Control message

Control messages are a special kind of Usenet post that are used to control news servers. They differ from ordinary posts by a header field named Control. The body of the field contains control name and arguments.

There are two historical alternatives to header field Control. They are not supported by contemporary software [1][2] and forbidden according to RFC 5537.[3] However, the traditional format of the subject line is widely used in addition to the Control header: the subject line consists of the word "cmsg" followed by control name and arguments.

Types

cancel

A cancel message requests the deletion of a specific article. The body of the Control field contains one argument, the Message-ID of the article to delete.

According to RFC 1036 only the author of the target message or the local news administrator is allowed to send a cancel. To verify authorization the From: line (or Sender: line, if it exists) of the cancel message must match the target article. This verification does not work well in modern day Usenet and is rarely used.[4]

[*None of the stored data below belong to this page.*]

//! Nested string-keyed configuration tree

use std::collections::BTreeMap;

use serde::{Deserialize, Serialize};

/// A configuration tree whose leaves are strings
///
/// Sequences, numbers and booleans are not representable; deserializing them
/// fails. Serialized form is plain JSON/YAML (`"text"` or `{ "key": ... }`).
///
/// ```
/// use paramstore_core::tree::ConfigTree;
///
/// let tree: ConfigTree = serde_json::from_str(
///     r#"{ "db": { "host": "db.internal", "password": "ssm:/db/password" } }"#,
/// ).unwrap();
/// assert_eq!(tree.get_path(&["db", "host"]).and_then(|t| t.as_leaf()), Some("db.internal"));
/// ```
#[derive(Debug, Clone, PartialEq, Eq, Serialize, Deserialize)]
#[serde(untagged)]
pub enum ConfigTree {
    Leaf(String),
    Node(BTreeMap<String, ConfigTree>),
}

impl Default for ConfigTree {
    fn default() -> Self {
        ConfigTree::Node(BTreeMap::new())
    }
}

impl ConfigTree {
    pub fn leaf(value: impl Into<String>) -> Self {
        ConfigTree::Leaf(value.into())
    }

    /// Depth-1 tree from `(name, value)` pairs, e.g. environment variables
    pub fn from_vars<I, K, V>(vars: I) -> Self
    where
        I: IntoIterator<Item = (K, V)>,
        K: Into<String>,
        V: Into<String>,
    {
        ConfigTree::Node(
            vars.into_iter()
                .map(|(k, v)| (k.into(), ConfigTree::Leaf(v.into())))
                .collect(),
        )
    }

    pub fn as_leaf(&self) -> Option<&str> {
        match self {
            ConfigTree::Leaf(value) => Some(value),
            ConfigTree::Node(_) => None,
        }
    }

    pub fn as_node(&self) -> Option<&BTreeMap<String, ConfigTree>> {
        match self {
            ConfigTree::Leaf(_) => None,
            ConfigTree::Node(children) => Some(children),
        }
    }

    pub fn get(&self, key: &str) -> Option<&ConfigTree> {
        self.as_node().and_then(|children| children.get(key))
    }

    pub fn get_path(&self, path: &[&str]) -> Option<&ConfigTree> {
        path.iter().try_fold(self, |tree, key| tree.get(key))
    }

    /// Number of string leaves at any depth
    pub fn leaf_count(&self) -> usize {
        match self {
            ConfigTree::Leaf(_) => 1,
            ConfigTree::Node(children) => children.values().map(ConfigTree::leaf_count).sum(),
        }
    }

    /// Top-level string leaves; nested nodes are skipped
    pub fn into_vars(self) -> BTreeMap<String, String> {
        match self {
            ConfigTree::Leaf(_) => BTreeMap::new(),
            ConfigTree::Node(children) => children
                .into_iter()
                .filter_map(|(k, v)| match v {
                    ConfigTree::Leaf(value) => Some((k, value)),
                    ConfigTree::Node(_) => None,
                })
                .collect(),
        }
    }

    /// Depth-first walk handing every leaf to `visitor`
    ///
    /// Keys and nesting are never touched, so the tree keeps its shape
    /// whatever the visitor does to leaf values. The first error stops the
    /// walk; leaves visited before it keep any changes.
    pub fn try_for_each_leaf_mut<E, F>(&mut self, visitor: &mut F) -> Result<(), E>
    where
        F: FnMut(&mut String) -> Result<(), E>,
    {
        match self {
            ConfigTree::Leaf(value) => visitor(value),
            ConfigTree::Node(children) => {
                for child in children.values_mut() {
                    child.try_for_each_leaf_mut(visitor)?;
                }
                Ok(())
            }
        }
    }
}

impl From<&str> for ConfigTree {
    fn from(value: &str) -> Self {
        ConfigTree::Leaf(value.to_string())
    }
}

impl From<String> for ConfigTree {
    fn from(value: String) -> Self {
        ConfigTree::Leaf(value)
    }
}

impl From<BTreeMap<String, ConfigTree>> for ConfigTree {
    fn from(children: BTreeMap<String, ConfigTree>) -> Self {
        ConfigTree::Node(children)
    }
}

impl<K, V> FromIterator<(K, V)> for ConfigTree
where
    K: Into<String>,
    V: Into<ConfigTree>,
{
    fn from_iter<I: IntoIterator<Item = (K, V)>>(iter: I) -> Self {
        ConfigTree::Node(iter.into_iter().map(|(k, v)| (k.into(), v.into())).collect())
    }
}
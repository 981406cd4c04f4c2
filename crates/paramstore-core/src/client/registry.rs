//! Parameter client registry for creating clients by name

use std::collections::HashMap;
use std::sync::{Arc, RwLock};

use once_cell::sync::Lazy;

use super::memory_client::MemoryParameterClient;
use super::ssm::SsmParameterClient;
use super::traits::{ParameterClient, ParameterError, ParameterResult};
use crate::config::StoreSettings;

/// Factory function type for creating parameter clients
pub type ClientFactory =
    Box<dyn Fn(&StoreSettings) -> ParameterResult<Arc<dyn ParameterClient>> + Send + Sync>;

/// Definition of a registered parameter client
pub struct ClientDefinition {
    pub name: String,
    pub description: String,
    pub factory: ClientFactory,
}

impl std::fmt::Debug for ClientDefinition {
    fn fmt(&self, f: &mut std::fmt::Formatter<'_>) -> std::fmt::Result {
        f.debug_struct("ClientDefinition")
            .field("name", &self.name)
            .field("description", &self.description)
            .finish()
    }
}

static REGISTRY: Lazy<RwLock<HashMap<String, ClientDefinition>>> = Lazy::new(|| {
    let mut map = HashMap::new();

    map.insert(
        "ssm".to_string(),
        ClientDefinition {
            name: "ssm".to_string(),
            description: "AWS Systems Manager Parameter Store".to_string(),
            factory: Box::new(|settings| {
                let client = SsmParameterClient::from_settings(settings)?;
                Ok(Arc::new(client) as Arc<dyn ParameterClient>)
            }),
        },
    );

    map.insert(
        "memory".to_string(),
        ClientDefinition {
            name: "memory".to_string(),
            description: "In-memory parameters for testing".to_string(),
            factory: Box::new(|_| Ok(Arc::new(MemoryParameterClient::new()) as Arc<dyn ParameterClient>)),
        },
    );

    RwLock::new(map)
});

/// Register a parameter client type
///
/// Registering an existing name replaces it.
///
/// # Example
///
/// ```
/// use std::sync::Arc;
/// use paramstore_core::client::{register_parameter_client, MemoryParameterClient, ParameterClient};
///
/// register_parameter_client(
///     "fixture",
///     "Fixed parameters for a demo",
///     Box::new(|_| {
///         let client = MemoryParameterClient::from_iter([("/demo/greeting", "hello")]);
///         Ok(Arc::new(client) as Arc<dyn ParameterClient>)
///     }),
/// );
/// ```
pub fn register_parameter_client(name: &str, description: &str, factory: ClientFactory) {
    let mut registry = REGISTRY.write().unwrap();
    registry.insert(
        name.to_string(),
        ClientDefinition {
            name: name.to_string(),
            description: description.to_string(),
            factory,
        },
    );
}

/// Create a parameter client by name
pub fn create_parameter_client(
    name: &str,
    settings: &StoreSettings,
) -> ParameterResult<Arc<dyn ParameterClient>> {
    let registry = REGISTRY.read().unwrap();
    match registry.get(name) {
        Some(def) => (def.factory)(settings),
        None => Err(ParameterError::UnknownClient(name.to_string())),
    }
}

/// List registered clients as (name, description) pairs
pub fn list_parameter_clients() -> Vec<(String, String)> {
    let registry = REGISTRY.read().unwrap();
    registry
        .values()
        .map(|def| (def.name.clone(), def.description.clone()))
        .collect()
}

pub fn has_parameter_client(name: &str) -> bool {
    let registry = REGISTRY.read().unwrap();
    registry.contains_key(name)
}

/// Unregister a client (mainly for testing)
pub fn unregister_parameter_client(name: &str) -> bool {
    let mut registry = REGISTRY.write().unwrap();
    registry.remove(name).is_some()
}

#[cfg(test)]
mod tests {
    use super::*;

    #[test]
    fn test_builtin_clients_registered() {
        assert!(has_parameter_client("ssm"));
        assert!(has_parameter_client("memory"));
    }

    #[test]
    fn test_create_memory_client() {
        let client = create_parameter_client("memory", &StoreSettings::default()).unwrap();
        assert_eq!(client.name(), "memory");
    }

    #[test]
    fn test_create_unknown_client() {
        let Err(err) = create_parameter_client("nonexistent_xyz", &StoreSettings::default()) else {
            panic!("unknown client name should not resolve");
        };
        assert!(matches!(err, ParameterError::UnknownClient(ref n) if n == "nonexistent_xyz"));
    }

    #[test]
    fn test_create_ssm_client_defers_credentials() {
        let settings = StoreSettings::default().with_endpoint_url("http://localhost:4566");
        let client = create_parameter_client("ssm", &settings).unwrap();
        assert_eq!(client.name(), "ssm");
    }

    #[test]
    fn test_list_clients() {
        let clients = list_parameter_clients();
        let names: Vec<_> = clients.iter().map(|(n, _)| n.as_str()).collect();
        assert!(names.contains(&"ssm"));
        assert!(names.contains(&"memory"));
    }

    #[test]
    fn test_register_custom_client() {
        register_parameter_client(
            "test_fixture_client",
            "A test client",
            Box::new(|_| {
                let client = MemoryParameterClient::from_iter([("/fixture", "value")]);
                Ok(Arc::new(client) as Arc<dyn ParameterClient>)
            }),
        );

        let client = create_parameter_client("test_fixture_client", &StoreSettings::default()).unwrap();
        let values = client.fetch(&["/fixture".to_string()]).unwrap();
        assert_eq!(values["/fixture"], "value");

        assert!(unregister_parameter_client("test_fixture_client"));
        assert!(!has_parameter_client("test_fixture_client"));
    }
}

Additional hierarchy specific rules (see Breidbart Index) allow cancelbots to send third-party cancels to remove spam.

Example
Control: cancel <899qh19zehlhsdfa@example.com>
Subject: cmsg cancel <899qh19zehlhsdfa@example.com>

newgroup

A newgroup message is issued to create a new Usenet newsgroup. The body of the Control field contains one mandatory argument, the name of the new group. The second argument is optional. If present it consists of the keyword moderated. The body of the message typically contains tagline, charter and rationale.

If the group already exists, only the status of the group is changed, i.e. whether it is moderated or nor not.[5]

Typically newgroup messages having a correct digital signature are executed automatically. In some hierarchies (alt.*, free.*, de.alt.*) unsigned newgroup messages just serve as formalized proposal to create a new group. Objections to the proposal are then expressed with a rmgroup.[6] [7]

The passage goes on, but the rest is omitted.